Carroll delegate to submit legislation targeting mosques with links to extremism

Carroll delegate to submit legislation targeting mosques with links to extremism
Carrol and Frederick County delegate David E. Vogt III speaks in support of an open carry gun law at a rally in Lawyers Mall in Annapolis. (By Joshua McKerrow / Baltimore Sun Media Group)

A Carroll County delegate is pushing for legislation that calls for disqualifying some mosques in the state from receiving the tax exemptions granted to religious organizations.

Del. David Vogt, R-District 4, said earlier this week that he plans to submit legislation, titled the Homegrown Terrorism Prevention Act, that calls for retractions and revocations of the tax-exempt status of any mosque or organization that is determined to have links to terrorism, either directly or indirectly. As of 5 p.m. Friday, the legislation had not been submitted, according to the Maryland General Assembly's online bill tracker.


Under state law, properties used exclusively for worship, for a parsonage or for educational purposes can qualify for a religious tax exemption.

"Terrorism is one of those areas we cannot be reactive in," Vogt said. "We have to be proactive."

The impetus for the bill, which Vogt said will have about 20 co-sponsors, was the threat of homegrown terrorism, he said.

"It really was an idea that was born after we saw the San Bernardino attacks," Vogt said.

Learning about President Barack Obama's plans to visit the Islamic Society of Baltimore this week furthered his concern, he said.

Vogt, a former Marine who served in Afghanistan, is running for Congress in Maryland's Sixth District. He criticized the president's decision to visit the site, which was led for years by an imam who was quoted in The Washington Post in 2004 as saying that a suicide bombing can be seen as acceptable in very rare instances.
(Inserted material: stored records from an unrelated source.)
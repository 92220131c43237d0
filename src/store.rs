//! In-memory record store shared by the coordinator's workers
//!
//! Records live in a vector allocated once at load time, in manifest order.
//! Locations are immutable; the mutable part of each record sits behind its
//! own slot lock. The coordinator hands every id to exactly one worker, so
//! those locks are never contended during a run; they exist so that the
//! summarizer and tests can read state through a shared `Arc<RecordStore>`.

use crate::manifest::ManifestRow;
use crate::types::{RecordId, UsedLocation};
use std::collections::HashMap;
use tokio::sync::Mutex;

/// Mutable per-record state
#[derive(Clone, Debug, Default, PartialEq, Eq)]
pub struct RecordState {
    /// Diagnostic of the most recent failed attempt
    pub last_error: Option<String>,
    /// Location that produced the artifact, if any
    pub used: UsedLocation,
    /// Location of the most recent fetch issued; `None` if no fetch ran
    pub attempted: UsedLocation,
    /// Whether a worker has finished with this record
    pub processed: bool,
}

/// One manifest record plus its run state
#[derive(Debug)]
pub struct Record {
    /// Record id
    pub id: RecordId,
    /// Preferred location (empty if the loader had none)
    pub primary: String,
    /// Fallback location (empty if the loader had none)
    pub secondary: String,
    state: Mutex<RecordState>,
}

impl Record {
    /// Create an unprocessed record
    pub fn new(id: RecordId, primary: impl Into<String>, secondary: impl Into<String>) -> Self {
        Self {
            id,
            primary: primary.into(),
            secondary: secondary.into(),
            state: Mutex::new(RecordState::default()),
        }
    }

    /// Copy of the current state
    pub async fn state(&self) -> RecordState {
        self.state.lock().await.clone()
    }

    /// Store a failure diagnostic, replacing any earlier one
    pub async fn set_error(&self, error: impl Into<String>) {
        self.state.lock().await.last_error = Some(error.into());
    }

    /// Note that a fetch against `location` is about to start
    pub async fn begin_attempt(&self, location: UsedLocation) {
        self.state.lock().await.attempted = location;
    }

    /// Mark the record as finished with the given location
    pub async fn finish(&self, used: UsedLocation) {
        let mut state = self.state.lock().await;
        state.used = used;
        state.processed = true;
    }
}

impl From<ManifestRow> for Record {
    fn from(row: ManifestRow) -> Self {
        Record::new(row.id, row.primary, row.secondary)
    }
}

/// id → record mapping, iterated in load order
#[derive(Debug, Default)]
pub struct RecordStore {
    records: Vec<Record>,
    index: HashMap<RecordId, usize>,
    loaded: bool,
}

impl RecordStore {
    /// Build a store from manifest rows
    ///
    /// A later row with an id already present replaces nothing; the first
    /// occurrence wins. The manifest loader rejects duplicates before this.
    pub fn from_rows(rows: impl IntoIterator<Item = ManifestRow>) -> Self {
        Self::from_records(rows.into_iter().map(Record::from))
    }

    /// Build a store from prepared records
    pub fn from_records(records: impl IntoIterator<Item = Record>) -> Self {
        let mut store = RecordStore {
            loaded: true,
            ..Default::default()
        };
        for record in records {
            if store.index.contains_key(&record.id) {
                tracing::warn!(record_id = %record.id, "ignoring duplicate record");
                continue;
            }
            store.index.insert(record.id.clone(), store.records.len());
            store.records.push(record);
        }
        store
    }

    /// Number of records
    pub fn len(&self) -> usize {
        self.records.len()
    }

    /// Whether the store holds no records
    pub fn is_empty(&self) -> bool {
        self.records.is_empty()
    }

    /// Whether the store was populated by a loader
    ///
    /// A loaded store may still be empty, e.g. when every manifest row was
    /// already downloaded. `RecordStore::default()` is the unloaded state.
    pub fn is_loaded(&self) -> bool {
        self.loaded
    }

    /// Look up a record by id
    pub fn get(&self, id: &RecordId) -> Option<&Record> {
        self.index.get(id).map(|&i| &self.records[i])
    }

    /// Records in load order
    pub fn iter(&self) -> impl Iterator<Item = &Record> {
        self.records.iter()
    }

    /// The first `limit` ids in load order
    pub fn ids(&self, limit: usize) -> Vec<RecordId> {
        self.records
            .iter()
            .take(limit)
            .map(|r| r.id.clone())
            .collect()
    }
}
Carroll County recorded $314 million in religious tax exempt assessments in Fiscal Year 2014, while Frederick County, which Vogt also represents, recorded $412 million. Those figures include exemptions made for groups of any religion.

Mohamed Esa, president of the Islamic Society of Carroll County and a professor at McDaniel College, worries that the bill would set unrealistic expectations for mosques around the state.

While a board member or imam found to be involved in any kind of illegal activity would be ousted from the society immediately, it is difficult to monitor the outside activities of people who take a less visible role in the mosque, he said.

"If there are members who come in to pray, you don't check their IDs," Esa said.

Moreover, he added, many mosques welcome nonmembers to pray there as well, giving leadership very little opportunity to screen visitors.

The Islamic Society of Carroll County does not receive the property tax exemption at its Littlestown Pike site because of a clerical oversight, Esa said, but it plans to file for the exemption this year, and Vogt's bill makes him uneasy.

"It is punishing an entire organization for the deeds of one person," Esa said, adding that he would never allow any talk of terror of threats in ISCC.

If need be, Esa said he would travel to Annapolis to testify against the bill.


Since announcing the legislation, Vogt said he has received questions about the constitutionality of the bill, but he said he is confident it is in line with U.S. law.

"While there's going to be some extremists that don't support it, it's common sense," Vogt said.

The Bill of Rights allows for freedom of speech and of religion, but "it does not provide freedom to support terrorism," he said.

Vogt's bill, which he said would also be applicable to other, non-Muslim religious institutions, would address concerns he has heard from many of his constituents, he said.

The federal government holds a lot of the control in confronting and preventing terrorism, his bill tackles the issue at the state level, he said.

"This is one area that we can address," he said.